As he flips through PowerPoint slides, talking fast the whole time, he unleashes a cascade of charts and graphs he says show our economy being crushed under the weight of government spending.
"Welfare reform worked well in the 1990s, but it only reformed one program," he says. "We need to reform the other entitlements."
This is a stunning assertion. Welfare reform eliminated a pillar of the New Deal.
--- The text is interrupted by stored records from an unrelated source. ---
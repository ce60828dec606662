//! Relationship mutation orchestrator
//!
//! Every public operation is one unit of work:
//!
//! 1. Build a request-local `WorkingSet` of the entity types involved
//! 2. Apply the requested changes and their cascades in memory
//! 3. Validate the final working set
//! 4. Persist every touched entity type with a single `save_all`
//! 5. Notify the collaborator hooks
//!
//! An error in steps 1-4 leaves the store untouched.

use std::collections::{BTreeMap, BTreeSet};
use std::time::Instant;

use tracing::{debug, warn};
use uuid::Uuid;

use super::store::EntityTypeStore;
use super::synthesizer::RelationshipSynthesizer;
use super::working_set::{JournalChange, JournalEntry, WorkingSet};
use crate::config::MutatorConfig;
use crate::context::MutationContext;
use crate::diff::{
    change_flags, render_human_summary, ChangeFlag, RelationshipDiff, RelationshipModification,
};
use crate::errors::{Result, TypeGraphError};
use crate::hooks::{
    Activity, ActivitySink, NoopActivitySink, NoopSemanticMetadataHook, OperationType,
    SemanticMetadataHook, TargetType,
};
use crate::model::{EntityType, RelationshipDefinition, RelationshipKind};
use crate::rules::validation::{self, ValidationOperation};
use crate::{log_op_end, log_op_error, log_op_start};

static NOOP_SEMANTIC_HOOK: NoopSemanticMetadataHook = NoopSemanticMetadataHook;
static NOOP_ACTIVITY_SINK: NoopActivitySink = NoopActivitySink;

/// How far the removal of a REFERENCE reaches
#[derive(Debug, Clone, Copy, PartialEq, Eq, Hash)]
pub enum DeleteAction {
    /// Drop only this inverse view; the ORIGIN stops listing this entity type
    /// as a bidirectional target
    RemoveBidirectional,
    /// As `RemoveBidirectional`, and the ORIGIN no longer targets this
    /// entity type at all
    RemoveEntityType,
    /// Delete the ORIGIN and every REFERENCE it owns
    DeleteRelationship,
}

/// One relationship to remove
///
/// The action only matters for REFERENCEs; an ORIGIN is always deleted
/// together with its inverses.
#[derive(Debug, Clone, PartialEq, Eq)]
pub struct DeleteRequest {
    pub relationship: RelationshipDefinition,
    pub action: DeleteAction,
}

impl DeleteRequest {
    pub fn new(relationship: RelationshipDefinition, action: DeleteAction) -> Self {
        Self {
            relationship,
            action,
        }
    }
}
For years, politicians have been afraid to touch Medicare and Social Security, because they are crucial protections not just for poor, disenfranchised women and children, who lost AFDC, but for middle-class retirees who vote in large numbers.
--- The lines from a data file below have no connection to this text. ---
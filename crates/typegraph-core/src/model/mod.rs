pub mod entity_type;
pub mod relationship;

pub use entity_type::{ColumnEntry, ColumnKind, EntityType};
pub use relationship::{Cardinality, RelationshipDefinition, RelationshipKind};
use chrono::{DateTime, Utc};
use serde::{Deserialize, Serialize};

use super::relationship::RelationshipDefinition;

/// What a display-order entry points at
#[derive(Debug, Clone, Copy, PartialEq, Eq, Serialize, Deserialize)]
#[serde(rename_all = "SCREAMING_SNAKE_CASE")]
pub enum ColumnKind {
    Attribute,
    Relationship,
}

/// One entry in an entity type's display ordering
#[derive(Debug, Clone, PartialEq, Eq, Serialize, Deserialize)]
pub struct ColumnEntry {
    pub kind: ColumnKind,
    pub id: String,
}

impl ColumnEntry {
    pub fn relationship(id: impl Into<String>) -> Self {
        Self {
            kind: ColumnKind::Relationship,
            id: id.into(),
        }
    }

    pub fn attribute(id: impl Into<String>) -> Self {
        Self {
            kind: ColumnKind::Attribute,
            id: id.into(),
        }
    }
}

/// A dynamically-defined entity type within one workspace
///
/// Identity for lookups is `(workspace_id, key)` or `id`. Relationship
/// records are mutated in place; there is no versioning at this level.
#[derive(Debug, Clone, PartialEq, Serialize, Deserialize)]
pub struct EntityType {
    pub id: String,
    pub workspace_id: String,
    /// Unique within the workspace
    pub key: String,
    pub display_name: String,
    /// Attribute definitions; opaque to the relationship engine
    #[serde(default)]
    pub schema: serde_json::Value,
    #[serde(default)]
    pub relationships: Vec<RelationshipDefinition>,
    #[serde(default)]
    pub columns: Vec<ColumnEntry>,
    #[serde(default)]
    pub protected: bool,
    /// Tombstone flag; deleted types are invisible to store lookups
    #[serde(default)]
    pub deleted: bool,
    pub created_at: DateTime<Utc>,
    pub updated_at: DateTime<Utc>,
}

impl EntityType {
    pub fn new(id: String, workspace_id: String, key: String) -> Self {
        let now = Utc::now();
        Self {
            display_name: key.clone(),
            id,
            workspace_id,
            key,
            schema: serde_json::Value::Null,
            relationships: Vec::new(),
            columns: Vec::new(),
            protected: false,
            deleted: false,
            created_at: now,
            updated_at: now,
        }
    }

    pub fn relationship(&self, id: &str) -> Option<&RelationshipDefinition> {
        self.relationships.iter().find(|r| r.id == id)
    }

    pub fn relationship_mut(&mut self, id: &str) -> Option<&mut RelationshipDefinition> {
        self.relationships.iter_mut().find(|r| r.id == id)
    }

    /// The REFERENCE on this type mirroring `origin_id`, if any
    pub fn reference_for_origin(&self, origin_id: &str) -> Option<&RelationshipDefinition> {
        self.relationships
            .iter()
            .find(|r| r.origin_relationship_id() == Some(origin_id))
    }

    /// Every REFERENCE on this type mirroring `origin_id`
    pub fn references_for_origin<'a>(
        &'a self,
        origin_id: &'a str,
    ) -> impl Iterator<Item = &'a RelationshipDefinition> + 'a {
        self.relationships
            .iter()
            .filter(move |r| r.origin_relationship_id() == Some(origin_id))
    }

    /// Whether `name` is taken by a relationship other than `except_id`
    pub fn is_name_taken(&self, name: &str, except_id: Option<&str>) -> bool {
        self.relationships
            .iter()
            .any(|r| r.name == name && Some(r.id.as_str()) != except_id)
    }

    /// Insert or overwrite a relationship by id
    ///
    /// A new relationship is appended to both `relationships` and the
    /// display ordering. Returns `true` when the relationship was new.
    pub fn upsert_relationship(&mut self, relationship: RelationshipDefinition) -> bool {
        self.updated_at = Utc::now();
        if let Some(existing) = self.relationship_mut(&relationship.id) {
            *existing = relationship;
            return false;
        }

        let column = ColumnEntry::relationship(relationship.id.clone());
        if !self.columns.contains(&column) {
            self.columns.push(column);
        }
        self.relationships.push(relationship);
        true
    }

    /// Remove a relationship and its display-order entry
    pub fn remove_relationship(&mut self, id: &str) -> Option<RelationshipDefinition> {
        let position = self.relationships.iter().position(|r| r.id == id)?;
        let removed = self.relationships.remove(position);
        self.columns
            .retain(|c| !(c.kind == ColumnKind::Relationship && c.id == id));
        self.updated_at = Utc::now();
        Some(removed)
    }

    pub fn is_deleted(&self) -> bool {
        self.deleted
    }
}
Add to this Ryan's advocacy for permanently extending the Bush tax cuts for the wealthy and $4 trillion in spending cuts mainly to programs that serve people with low and moderate incomes, and you have the boldest effort ever to fulfill the rightwing ambition of destroying government.
But Ryan presents it with a smile. "People say this is so draconian -- that we're hurting children. The rhetoric is pretty overwhelming," he says.
When people attack his plan, like a woman wearing a Wisconsin solidarity t-shirt , who told Ryan that his budget is "balanced on the backs of the poor," and pointed out that we have "the lowest taxes on the rich ever," he leans forward and nods and praises her politeness.
"Some people say, 'Just raise taxes,'" Ryan says. "Trust me, it's mathematically impossible," to fix the deficit that way.
He displays a bar graph showing how closing tax loopholes (but keeping taxes low) would affect top earners much more than lower-income people. Voila! His tax plan looks progressive!
To a constituent who says that the entire deficit was created by Republican tax cuts and unfunded wars, Ryan says: "We just disagree from an economic perspective, but I appreciate your point."
Taxing "economic producers," he says, will cost jobs and hurt competitiveness.
You'd never guess, listening to his presentation, that the budget was in surplus, the economy was booming, and the top 1 percent of Americans were paying a tax rate of 39 percent just a decade ago.
Ryan's pitch -- that continuing tax cuts worth an average of $158,000 last year to people who made more than $1 million and dismantling the safety net is a "Path to Prosperity," -- flies in the face of recent experience. But that doesn't seem to matter.
The retirees sitting right beside me in Franklin were not sure what to make of the economic arguments, so they fell back on their gut-level impressions of Ryan's plain-spoken, approachable manner. "He seems all right," said one.
Back in 1989 Roger Ailes, who now runs Fox News, wrote a book entitled "You Are the Message." The essence of it was: It doesn't matter what you say, it's how you say it.
Paul Ryan has mastered that lesson.
Still, not everyone is buying it.
A retired nurse pointed out that converting Medicare into a voucher program and telling the elderly to shop for their own insurance is alarming to anyone who has actually tried to plow through the fine print of HMO plans. "That's a totally legitimate point," Ryan said. "We need transparency."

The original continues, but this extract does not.